We already touched it a little with the “symbiosis” topic and more specifically, when we spoke of thinking of the consequences of our actions on others.
I want to specify what we mean by consequences: does that mean what results for the other person from what I do? For example, on one hand, I can do something that brings up pain for someone by bringing them into their original belief. On the other hand, I can do something that can put him in danger. It is all the same, or two different things?
You don’t always know how the other person is going to react. For example, you cannot anticipate accurately if what you might do sends a person back to their original belief.
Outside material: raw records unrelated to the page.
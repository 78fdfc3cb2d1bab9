//! Session identity, state, and storage.

pub mod state;
pub mod store;

pub use state::SessionState;
pub use store::{Session, SessionKey, SessionStore};
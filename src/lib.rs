//! Vitae — conversational career-intake engine.
//!
//! A stateful multi-agent delegation engine: specialized conversational
//! workers (a coordinator and two interviewers) share a single mutable
//! session state, mutate it through tools, and hand control to one another
//! via guarded delegation. Model inference is an external collaborator
//! behind the [`provider::ModelProvider`] trait.
//!
//! # Quick Start
//!
//! ```no_run
//! use vitae::agent::Topology;
//! use vitae::config::AppConfig;
//! use vitae::provider::google::GoogleProvider;
//! use vitae::runner::SessionRunner;
//! use vitae::session::SessionStore;
//!
//! # async fn example() -> vitae::error::Result<()> {
//! let config = AppConfig::from_env();
//! let provider =
//!     GoogleProvider::new(config.model.clone(), config.require_api_key()?.to_string());
//! let topology = Topology::career_intake();
//! let mut store = SessionStore::default_scope();
//!
//! let mut runner = SessionRunner::new(&topology, &provider, &mut store);
//! let events = runner
//!     .run("default", vec!["Hi, I'd like help with my resume.".into()])
//!     .await?;
//! for event in &events {
//!     println!("{event:?}");
//! }
//! # Ok(())
//! # }
//! ```

pub mod agent;
pub mod config;
pub mod error;
pub mod prelude;
pub mod provider;
pub mod resume;
pub mod runner;
pub mod session;
pub mod tools;
pub mod types;
pub mod util;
And of course, avoid doing something that might be dangerous for the other.
So, we agree, we speak of the functional consequences of our actions.
You say that we cannot anticipate, but at the same time, there are times where you know that by saying certain things, you are going to press the buttons of the original belief, causing the other person explode.
We avoid doing that unless we are doing a particular work on oneself or on the original belief work. But in normal life, it is something to avoid.
Thus, before working on “stepping into the shoes of another,” it is necessary to go farther into the topic of: “considering the consequences of our actions on the others”. Can you give some examples?
There is the aspect of safety. Can what I’m doing create a danger?
Then, there is a badly placed screwdriver.
Yes, generally speaking, there is an attention to making things easier for each other. For example, when we tidy up common spaces such as the workshop, we set it up so that tools are all visible by taking into account the fact that another person’s logical placement for such tools could be different from my own. Thus, I try to set things up in a way where as much as possible is accessible to all.
Respect a schedule, otherwise that can perturb the functioning of the group.
Prevent circumstances that make it difficult or impossible follow through on our commitments.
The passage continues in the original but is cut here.